Lors de mes séances personnelles, l'échauffement est l’un de mes moments préférés. C'est vraiment le moment où je me connecte à mon corps et où je sens que je peux comment améliorer directement la qualité de mon physique ou le corriger pour la manière pour bouger de la manière la plus optimale possible par rapport à la tâche qui va suivre.
Dans mon cas, mais c'est également le cas d'énormément de personnes que je croise, ou que je coach : le corps de séance ou la finalité de la séance est souvent freiné par des problèmes biomécanique. Cette biomécanique est directement dépendante de la disponibilité tissulaire de l’athlète.
Donc le travail myofascial est très intéressant à mettre en place dans l'échauffement pour autant et c'est là que c'est dans un certain sens rassurant, aucune intelligence artificielle ne pourra remplacer cela : l’interpretation du contexte d'une pratique quelle qu'elle soit est la priorité absolue pour un échauffement optimal. Si le plan parfait est d'améliorer, d'optimiser les différents composants du tissu fascial en quête d'une amélioration sportive, sur le terrain ou dans la pratique, la réalité est tout autre.
Même en étant un inconditionnel du fascia, j'ai récemment eu le plaisir d'échanger et d’écouter Fred Marcerou, ancien préparateur physique de Bordeaux Bègles, confier que lui ne mets pas en place ce temps pour la disponibilité fasciale, et je suis d’accord avec lui. Sur une heure de musculation, dédier même trois minutes sur la condition tissulaire n’est peut-être pas grand-chose en termes de temps mais reste trop impactant sur la dynamique de groupe et comme Fred le disait très bien il préférait avoir du jeu et donc augmenter le taux d'acétylcholine, de concentration, d'envie de motivation intrinsèque, mais également promouvoir l'aspect esprit d'équipe social le challenge avant la séance et à la vue des résultats : je ne crois pas qu'on puisse dire que c'était une approche déraisonnable.

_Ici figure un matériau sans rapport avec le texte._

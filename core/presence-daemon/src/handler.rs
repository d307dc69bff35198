use presence_core::PresenceTracker;
use presence_protocol::{
    codes, parse_event, parse_report_request, ErrorInfo, Method, ReportPayload, Request, Response,
    PROTOCOL_VERSION,
};
use serde_json::{json, Value};
use tracing::{debug, info, warn};

pub fn handle_request(request: Request, tracker: &PresenceTracker) -> Response {
    let outcome = if request.protocol_version != PROTOCOL_VERSION {
        Err(ErrorInfo::new(
            codes::PROTOCOL_MISMATCH,
            "unsupported protocol version",
        ))
    } else {
        debug!(method = ?request.method, id = ?request.id, "Request received");
        match request.method {
            Method::GetHealth => Ok(health(tracker)),
            Method::Event => handle_event(request.params, tracker),
            Method::Report => handle_report(request.params, tracker),
        }
    };
    Response::reply(request.id, outcome)
}

fn health(tracker: &PresenceTracker) -> Value {
    json!({
        "status": "ok",
        "pid": std::process::id(),
        "version": env!("CARGO_PKG_VERSION"),
        "protocol_version": PROTOCOL_VERSION,
        "tracked": tracker.tracked_count(),
    })
}

fn handle_event(params: Option<Value>, tracker: &PresenceTracker) -> Result<Value, ErrorInfo> {
    let params = params.ok_or_else(|| ErrorInfo::invalid_params("event payload is required"))?;
    let event = parse_event(params)?;

    debug!(
        identity_id = event.identity_id,
        status = ?event.status,
        observed_at = ?event.observed_at,
        "Received presence event"
    );

    match tracker.handle_event(&event) {
        Ok(Some(transition)) => Ok(json!({ "accepted": true, "transition": transition.as_str() })),
        Ok(None) => Ok(json!({ "accepted": false, "reason": "untracked" })),
        Err(err) => {
            warn!(identity_id = event.identity_id, error = %err, "Event not committed");
            Err(ErrorInfo::new(err.code(), err.to_string()))
        }
    }
}

fn handle_report(params: Option<Value>, tracker: &PresenceTracker) -> Result<Value, ErrorInfo> {
    let report_request = parse_report_request(params)?;
    let outcome = tracker
        .report(report_request.identity.as_deref())
        .map_err(|err| ErrorInfo::new(err.code(), err.to_string()))?;

    info!(
        identity = ?report_request.identity,
        kind = ?outcome.kind(),
        "Report generated"
    );
    let payload = ReportPayload {
        kind: outcome.kind(),
        text: outcome.text(),
    };
    serde_json::to_value(payload).map_err(|err| {
        ErrorInfo::new(
            codes::SERIALIZATION_ERROR,
            format!("Failed to serialize report: {}", err),
        )
    })
}
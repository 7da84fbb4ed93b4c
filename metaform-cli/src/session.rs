//! Loading form files and driving a session to submit.

use std::path::Path;

use anyhow::{Context, Result};
use metaform::{EngineConfig, FormMetadata, FormSession, SubmitOutcome, Values};
use tracing::debug;

/// Read form metadata from a YAML file.
pub async fn load_form(path: &Path) -> Result<FormMetadata> {
    FormMetadata::load(path)
        .await
        .with_context(|| format!("loading form {}", path.display()))
}

/// Read a values file. JSON is accepted since it parses as YAML.
pub async fn load_values(path: &Path) -> Result<Values> {
    let content = tokio::fs::read_to_string(path)
        .await
        .with_context(|| format!("reading values {}", path.display()))?;
    if content.trim().is_empty() {
        return Ok(Values::new());
    }
    serde_yaml_ng::from_str(&content).with_context(|| format!("parsing values {}", path.display()))
}

/// Apply `values` as user edits in order, let providers settle, then submit.
pub async fn drive(
    metadata: FormMetadata,
    values: Values,
    config: EngineConfig,
) -> Result<(FormSession, SubmitOutcome)> {
    let mut session = FormSession::builder(metadata).config(config).build();
    debug!(session = %session.id(), values = values.len(), "applying values");

    for (id, raw) in values {
        session
            .set_input(&id, raw)
            .with_context(|| format!("applying value for '{id}'"))?;
    }
    session.settle().await;

    let outcome = session.submit()?;
    Ok((session, outcome))
}

/// Load the form, the optional values file and the engine config, then drive.
pub async fn evaluate(form: &Path, values: Option<&Path>) -> Result<(FormSession, SubmitOutcome)> {
    let metadata = load_form(form).await?;
    let values = match values {
        Some(path) => load_values(path).await?,
        None => Values::new(),
    };
    let config = EngineConfig::load().context("loading engine configuration")?;
    drive(metadata, values, config).await
}
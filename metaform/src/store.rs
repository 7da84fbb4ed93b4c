//! Form state store: the single source of truth for one session.
//!
//! Holds values, errors, resolved options, the last computed visibility and
//! the per-field validation status. The store does no evaluation itself; the
//! session drives it.

use std::fmt;

use indexmap::IndexMap;
use serde::{Deserialize, Serialize};
use serde_json::Value;

use crate::field::SelectOption;
use crate::value::Values;

/// Validation state of a single field.
#[derive(Debug, Clone, Copy, PartialEq, Eq, Hash, Serialize, Deserialize)]
#[serde(rename_all = "lowercase")]
pub enum FieldStatus {
    /// Never validated
    Untouched,
    /// Validation in progress
    Validating,
    Valid,
    Invalid,
}

impl fmt::Display for FieldStatus {
    fn fmt(&self, f: &mut fmt::Formatter<'_>) -> fmt::Result {
        match self {
            FieldStatus::Untouched => write!(f, "untouched"),
            FieldStatus::Validating => write!(f, "validating"),
            FieldStatus::Valid => write!(f, "valid"),
            FieldStatus::Invalid => write!(f, "invalid"),
        }
    }
}

/// Error messages keyed by field id. Absent means valid.
pub type ErrorMap = IndexMap<String, String>;

/// Resolved options keyed by field id.
pub type OptionMap = IndexMap<String, Vec<SelectOption>>;

/// Owned copy of everything the presentation layer renders from.
#[derive(Debug, Clone, PartialEq, Serialize, Deserialize)]
pub struct FormSnapshot {
    pub values: Values,
    pub errors: ErrorMap,
    pub options: OptionMap,
    pub visibility: IndexMap<String, bool>,
    pub status: IndexMap<String, FieldStatus>,
}

#[derive(Debug, Clone, Default)]
pub struct FormStore {
    values: Values,
    errors: ErrorMap,
    options: OptionMap,
    visibility: IndexMap<String, bool>,
    status: IndexMap<String, FieldStatus>,
}

impl FormStore {
    pub fn new(values: Values) -> Self {
        Self {
            values,
            ..Self::default()
        }
    }

    // --- Values ---

    pub fn values(&self) -> &Values {
        &self.values
    }

    pub fn value(&self, id: &str) -> Option<&Value> {
        self.values.get(id)
    }

    /// Store a value. Returns `true` when the stored value actually changed.
    pub fn set_value(&mut self, id: &str, value: Value) -> bool {
        match self.values.get(id) {
            Some(existing) if *existing == value => false,
            _ => {
                self.values.insert(id.to_string(), value);
                true
            }
        }
    }

    /// Insert only the keys that are not present yet; returns the keys filled.
    pub fn fill_absent(&mut self, patch: Values) -> Vec<String> {
        let mut filled = Vec::new();
        for (key, value) in patch {
            if !self.values.contains_key(&key) {
                self.values.insert(key.clone(), value);
                filled.push(key);
            }
        }
        filled
    }

    // --- Errors ---

    pub fn errors(&self) -> &ErrorMap {
        &self.errors
    }

    pub fn error(&self, id: &str) -> Option<&str> {
        self.errors.get(id).map(String::as_str)
    }

    /// Record or clear the error for one field.
    pub fn set_error(&mut self, id: &str, message: Option<String>) {
        match message {
            Some(message) => {
                self.errors.insert(id.to_string(), message);
            }
            None => {
                self.errors.shift_remove(id);
            }
        }
    }

    /// Overwrite the whole error map.
    pub fn replace_errors(&mut self, errors: ErrorMap) {
        self.errors = errors;
    }

    // --- Options ---

    pub fn options(&self) -> &OptionMap {
        &self.options
    }

    pub fn options_for(&self, id: &str) -> &[SelectOption] {
        self.options.get(id).map(Vec::as_slice).unwrap_or(&[])
    }

    pub fn set_options(&mut self, id: &str, options: Vec<SelectOption>) {
        self.options.insert(id.to_string(), options);
    }

    // --- Visibility ---

    /// Last computed visibility. Unknown ids are not visible.
    pub fn is_visible(&self, id: &str) -> bool {
        self.visibility.get(id).copied().unwrap_or(false)
    }

    pub fn replace_visibility(&mut self, visibility: IndexMap<String, bool>) {
        self.visibility = visibility;
    }

    // --- Status ---

    pub fn status(&self, id: &str) -> FieldStatus {
        self.status
            .get(id)
            .copied()
            .unwrap_or(FieldStatus::Untouched)
    }

    pub fn set_status(&mut self, id: &str, status: FieldStatus) {
        self.status.insert(id.to_string(), status);
    }

    pub fn snapshot(&self) -> FormSnapshot {
        FormSnapshot {
            values: self.values.clone(),
            errors: self.errors.clone(),
            options: self.options.clone(),
            visibility: self.visibility.clone(),
            status: self.status.clone(),
        }
    }
}
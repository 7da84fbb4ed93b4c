//! `metaform check` and `metaform submit`.

use std::path::Path;

use anyhow::Result;
use metaform::{FormSession, SubmitOutcome};

use crate::session::evaluate;
use crate::table::{new_table, truncate_str, yes_no};

const MAX_ERROR_WIDTH: usize = 60;

/// Print a per-field table and return the exit code.
pub async fn run_check(form: &Path, values: Option<&Path>) -> Result<i32> {
    let (session, outcome) = evaluate(form, values).await?;
    println!("{}", render_check(&session));

    match outcome {
        SubmitOutcome::Submitted { .. } => {
            println!("Submitted.");
            Ok(0)
        }
        SubmitOutcome::Rejected { errors } => {
            println!("{} field(s) failed validation.", errors.len());
            Ok(1)
        }
    }
}

/// Print the submitted payload or the error map as JSON and return the exit code.
pub async fn run_submit(form: &Path, values: Option<&Path>) -> Result<i32> {
    let (_, outcome) = evaluate(form, values).await?;
    match outcome {
        SubmitOutcome::Submitted { values } => {
            println!("{}", serde_json::to_string_pretty(&values)?);
            Ok(0)
        }
        SubmitOutcome::Rejected { errors } => {
            println!("{}", serde_json::to_string_pretty(&errors)?);
            Ok(1)
        }
    }
}

fn render_check(session: &FormSession) -> String {
    let mut table = new_table();
    table.set_header(vec!["Field", "Label", "Visible", "Status", "Error"]);
    for field in session.metadata().fields() {
        table.add_row(vec![
            field.id.clone(),
            field.label.clone(),
            yes_no(session.is_visible(&field.id)).to_string(),
            session.status(&field.id).to_string(),
            truncate_str(session.error(&field.id).unwrap_or(""), MAX_ERROR_WIDTH),
        ]);
    }
    table.to_string()
}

Dans mon passé professionnel, lorsque j’étais avec des pilotes automobiles ou tout autre contexte où la proprioception va être facteurs déterminants de la performance à suivre, je choisirai l'exercice où le moyen myofascial le plus proche va amener la séance dans les meilleures conditions. Cela va dépendre de plein de facteurs : mon public, si j'ai des personnes plus ou moins dominant, dans le challenge, à rassurer, interagir ou non, la pertinence par rapport à la tâche à suivre, du moment dans la semaine, voire de la journée.
Par exemple, un matin d'hiver, même dans un but myofascial 10 minutes d'échauffement sur le vélo aura un plus gros impact que 3-4 minutes avec du foam roller rapide. Pourquoi parce que la migration hydrique provoquée par le foam-roller aura un aspect local, alors que le vélo aura la même action d'un point de vue plus générale, mais en augmentant plus la température du corps, en ayant plus d'effets secondaires propices à l'activité qui va suivre et donc le spectre du vélo l'emportera sur le foam roller.
Encore une fois tout est questions de contexte, j'utilise pour stimuler mes fascias lors d’une séance, parfois l'automassage, parfois la proprioception, parfois des techniques de stretch actif et parfois la coordination.
Vous allez me dire c'est impossible, tu n'es pas clair, et c'est là, c'est intéressant, il n'y a pas de recette dans le coaching, simplement du feeling mêlé à de la science. Choisir le bon exercice au bon moment, adapté au contexte. L’inverse serait trop simple : si la science l'emporte à chaque fois alors, alors les chercheurs serait les meilleurs entraîneurs, or ce n'est pas le cas.